SOURCE INFORMATION below:

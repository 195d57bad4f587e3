//! Latency monitor
//!
//! One background task per started output port. The port sends the deadline of
//! every batch window it opens; when a deadline passes the monitor asks the port
//! to re-check its accumulators. Deadlines for windows that were already flushed
//! by a count or byte trigger still fire, and the check finds nothing to do.
//!
//! The monitor only holds a weak reference to the port, so an abandoned port is
//! not kept alive by its own timer.
//!
//! [`Monitor::shutdown`] lets a check that is already running finish before the
//! task exits, so a batch taken by that check is still delivered. Dropping the
//! handle instead aborts the task wherever it is.

use std::cmp::Reverse;
use std::collections::BinaryHeap;
use std::sync::Weak;

use async_trait::async_trait;
use tokio::sync::mpsc;
use tokio::task::JoinHandle;
use tokio::time::Instant;
use tracing::Span;

/// Target of the latency monitor
#[async_trait]
pub trait LatencyCheck: Send + Sync {
    /// Flush every accumulator whose latency window has expired
    async fn check_latency(&self);
}

enum Command {
    Check(Instant),
    Shutdown,
}

/// Handle to a running latency monitor task
///
/// Dropping the handle aborts the task along with every pending deadline.
pub struct Monitor {
    commands: mpsc::UnboundedSender<Command>,
    task: Option<JoinHandle<()>>,
}

impl Monitor {
    /// Spawn the monitor task
    pub fn spawn(target: Weak<dyn LatencyCheck>, span: Span) -> Self {
        let (tx, rx) = mpsc::unbounded_channel();
        let task = tokio::spawn(run(target, rx, span));
        Self {
            commands: tx,
            task: Some(task),
        }
    }

    /// Arrange a check at `deadline`
    pub fn schedule(&self, deadline: Instant) {
        // Fails only once the task has exited, when no check is wanted anyway
        let _ = self.commands.send(Command::Check(deadline));
    }

    /// Whether the task is still running
    pub fn is_running(&self) -> bool {
        self.task.as_ref().is_some_and(|task| !task.is_finished())
    }

    /// Stop the task once any check in progress has completed
    ///
    /// Pending deadlines are dropped.
    pub async fn shutdown(mut self) {
        let _ = self.commands.send(Command::Shutdown);
        if let Some(task) = self.task.take() {
            if let Err(err) = task.await {
                tracing::debug!(error = %err, "Latency monitor ended abnormally");
            }
        }
    }
}

impl Drop for Monitor {
    fn drop(&mut self) {
        if let Some(task) = &self.task {
            task.abort();
        }
    }
}

async fn run(
    target: Weak<dyn LatencyCheck>,
    mut rx: mpsc::UnboundedReceiver<Command>,
    span: Span,
) {
    let mut deadlines: BinaryHeap<Reverse<Instant>> = BinaryHeap::new();

    loop {
        let next = deadlines.peek().map(|Reverse(at)| *at);

        tokio::select! {
            received = rx.recv() => match received {
                Some(Command::Check(deadline)) => deadlines.push(Reverse(deadline)),
                Some(Command::Shutdown) | None => break,
            },
            _ = tokio::time::sleep_until(next.unwrap_or_else(Instant::now)), if next.is_some() => {
                // Every deadline that has passed is served by one check
                let now = Instant::now();
                while deadlines.peek().is_some_and(|Reverse(at)| *at <= now) {
                    deadlines.pop();
                }

                let Some(target) = target.upgrade() else {
                    break;
                };
                target.check_latency().await;
            }
        }
    }

    tracing::trace!(parent: &span, "Latency monitor exiting");
}
//! Sample element types
//!
//! Each element type maps to one burst port flavour. The element size drives the
//! byte accounting of output accumulators and the bit rates in statistics.

use std::fmt::Debug;

/// Element type carried in a burst payload
pub trait Sample: Copy + Debug + Send + Sync + 'static {
    /// Size of one element in bytes
    const BYTES: usize;

    /// Interface repository ID of ports carrying this element type
    const REPO_ID: &'static str;

    /// Size of one element in bits
    fn bits() -> usize {
        Self::BYTES * 8
    }
}

macro_rules! impl_sample {
    ($ty:ty, $repo:expr) => {
        impl Sample for $ty {
            const BYTES: usize = std::mem::size_of::<$ty>();
            const REPO_ID: &'static str = $repo;
        }
    };
}

impl_sample!(i8, "IDL:BURSTIO/burstByte:1.0");
impl_sample!(u8, "IDL:BURSTIO/burstUbyte:1.0");
impl_sample!(i16, "IDL:BURSTIO/burstShort:1.0");
impl_sample!(u16, "IDL:BURSTIO/burstUshort:1.0");
impl_sample!(i32, "IDL:BURSTIO/burstLong:1.0");
impl_sample!(u32, "IDL:BURSTIO/burstUlong:1.0");
impl_sample!(i64, "IDL:BURSTIO/burstLongLong:1.0");
impl_sample!(u64, "IDL:BURSTIO/burstUlongLong:1.0");
impl_sample!(f32, "IDL:BURSTIO/burstFloat:1.0");
impl_sample!(f64, "IDL:BURSTIO/burstDouble:1.0");

#[cfg(test)]
mod tests {
    use super::*;

    #[test]
    fn test_element_sizes() {
        assert_eq!(<i8 as Sample>::BYTES, 1);
        assert_eq!(<u16 as Sample>::BYTES, 2);
        assert_eq!(<f32 as Sample>::BYTES, 4);
        assert_eq!(<f64 as Sample>::BYTES, 8);
        assert_eq!(<i64 as Sample>::bits(), 64);
    }

    #[test]
    fn test_repo_ids_differ() {
        assert_ne!(<f32 as Sample>::REPO_ID, <f64 as Sample>::REPO_ID);
        assert_ne!(<i8 as Sample>::REPO_ID, <u8 as Sample>::REPO_ID);
    }
}
impl<T: Sample> BoundedStreamQueue<T> {
    /// Create a stopped queue
    pub fn new(name: &str, threshold: NonZeroUsize, span: Span) -> Self {
        Self {
            state: Mutex::new(QueueState {
                bursts: VecDeque::new(),
                threshold: threshold.get(),
                started: false,
                block_occurred: false,
                stream_ids: BTreeSet::new(),
                statistics: ReceiverStatistics::new(name, T::bits()),
            }),
            not_full: Notify::new(),
            not_empty: Notify::new(),
            span,
        }
    }

    /// Accept bursts
    pub async fn start(&self) {
        let mut state = self.state.lock().await;
        state.started = true;
        tracing::trace!(parent: &self.span, "Port started");
    }

    /// Stop accepting bursts and wake every waiting producer and consumer
    pub async fn stop(&self) {
        let mut state = self.state.lock().await;
        state.started = false;
        tracing::trace!(parent: &self.span, "Port stopped");
        self.not_empty.notify_waiters();
        self.not_full.notify_waiters();
    }

    /// Whether the queue is accepting bursts
    pub async fn is_started(&self) -> bool {
        self.state.lock().await.started
    }

    /// Current blocking threshold
    pub async fn threshold(&self) -> usize {
        self.state.lock().await.threshold
    }

    /// Change the blocking threshold
    pub async fn set_threshold(&self, count: usize) -> Result<()> {
        if count == 0 {
            return Err(Error::IllegalArgument(
                "Queue threshold must be at least 1".into(),
            ));
        }

        let mut state = self.state.lock().await;
        if count > state.threshold {
            self.not_full.notify_waiters();
        }
        state.threshold = count;
        Ok(())
    }

    /// Queue a sequence of bursts, waiting while the queue is full
    ///
    /// All bursts of one call are appended together. If the queue is stopped,
    /// either on arrival or while waiting, the bursts are dropped.
    pub async fn push_bursts(&self, bursts: Vec<Burst<T>>) -> PushOutcome {
        let begin = std::time::Instant::now();

        // Depth is sampled on arrival, so a consumer that keeps up averages near
        // zero and a blocking one sits at or above 1.0
        let mut queue_depth: Option<f32> = None;
        let mut blocked = false;

        let mut state = loop {
            let notified = self.not_full.notified();
            tokio::pin!(notified);
            notified.as_mut().enable();

            let mut state = self.state.lock().await;
            if queue_depth.is_none() {
                queue_depth = Some(state.bursts.len() as f32 / state.threshold as f32);
            }
            if !(state.started && state.is_full()) {
                break state;
            }

            // Latch the block once per call
            if !blocked {
                blocked = true;
                state.block_occurred = true;
                tracing::debug!(
                    parent: &self.span,
                    queued = state.bursts.len(),
                    threshold = state.threshold,
                    "Queue full, blocking producer"
                );
            }
            drop(state);
            notified.await;
        };

        if !state.started {
            tracing::trace!(
                parent: &self.span,
                bursts = bursts.len(),
                "Port is stopped, discarding bursts"
            );
            return if blocked {
                PushOutcome::Abandoned
            } else {
                PushOutcome::Discarded
            };
        }

        let total_bursts = bursts.len();
        let elements = total_elements(&bursts);
        for burst in bursts.iter().filter(|b| !b.eos) {
            if !state.stream_ids.contains(burst.stream_id()) {
                state.stream_ids.insert(burst.stream_id().to_owned());
            }
        }

        if total_bursts > 0 {
            tracing::trace!(parent: &self.span, bursts = total_bursts, "Queueing bursts");
            state.bursts.extend(bursts);
            self.not_empty.notify_waiters();
        } else {
            tracing::debug!(parent: &self.span, "Push contained no bursts");
        }

        let elapsed = begin.elapsed().as_secs_f64();
        state
            .statistics
            .record(total_bursts, elements, queue_depth.unwrap_or(0.0), elapsed);

        PushOutcome::Queued
    }

    /// Take the oldest burst, waiting up to `timeout` seconds for one
    ///
    /// A timeout of zero or less polls. Returns `None` on timeout or if the
    /// queue is stopped.
    pub async fn get_burst(&self, timeout: f32) -> Option<Burst<T>> {
        let mut state = self.wait_burst(timeout).await?;
        let burst = state.bursts.pop_front()?;
        state.note_dequeued(&burst, &self.span);

        if !state.is_full() {
            self.not_full.notify_waiters();
        }
        Some(burst)
    }

    /// Take every queued burst, waiting up to `timeout` seconds for at least one
    ///
    /// A timeout of zero or less polls. Returns an empty vector on timeout or if
    /// the queue is stopped.
    pub async fn get_bursts(&self, timeout: f32) -> Vec<Burst<T>> {
        let mut state = match self.wait_burst(timeout).await {
            Some(state) => state,
            None => return Vec::new(),
        };

        let bursts: Vec<Burst<T>> = state.bursts.drain(..).collect();
        for burst in &bursts {
            state.note_dequeued(burst, &self.span);
        }
        tracing::trace!(parent: &self.span, bursts = bursts.len(), "Returning queued bursts");

        self.not_full.notify_waiters();
        bursts
    }

    /// Wait until the queue has data, the timeout passes, or the queue stops
    ///
    /// On success the lock is handed back to the caller so the dequeue happens
    /// under the same critical section as the check.
    async fn wait_burst(&self, timeout: f32) -> Option<MutexGuard<'_, QueueState<T>>> {
        let deadline = wait_deadline(timeout);
        loop {
            let notified = self.not_empty.notified();
            tokio::pin!(notified);
            notified.as_mut().enable();

            let state = self.state.lock().await;
            if !state.started {
                return None;
            }
            if !state.bursts.is_empty() {
                return Some(state);
            }

            let deadline = deadline?;
            drop(state);
            if tokio::time::timeout_at(deadline, notified).await.is_err() {
                return None;
            }
        }
    }

    /// Discard everything queued and wake blocked producers
    pub async fn flush(&self) {
        let mut state = self.state.lock().await;
        if !state.bursts.is_empty() {
            let dropped = state.bursts.len();
            tracing::debug!(parent: &self.span, bursts = dropped, "Flushing queue");
            state.statistics.flush_occurred(dropped);
            state.bursts.clear();
            self.not_full.notify_waiters();
        }
    }

    /// Whether a producer blocked since the last call; clears the flag
    pub async fn block_occurred(&self) -> bool {
        let mut state = self.state.lock().await;
        std::mem::replace(&mut state.block_occurred, false)
    }

    /// Number of queued bursts
    pub async fn queue_depth(&self) -> usize {
        self.state.lock().await.bursts.len()
    }

    /// Usage state derived from the queue depth
    pub async fn state(&self) -> PortUsage {
        let state = self.state.lock().await;
        if state.bursts.is_empty() {
            PortUsage::Idle
        } else if state.is_full() {
            PortUsage::Busy
        } else {
            PortUsage::Active
        }
    }

    /// Receiver statistics plus the streams currently open
    pub async fn statistics(&self) -> PortStatistics {
        let state = self.state.lock().await;
        let mut stats = state.statistics.retrieve();
        stats.stream_ids = state.stream_ids.iter().cloned().collect();
        stats
    }
}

End of SOURCE INFORMATION.

AIM OF THE EXERCISE:
Copy out every line of the listing that contains the string "once".

RESULT OF THIS EXERCISE:
        // Fails only once the task has exited, when no check is wanted anyway
    /// Stop the task once any check in progress has completed
            // Latch the block once per call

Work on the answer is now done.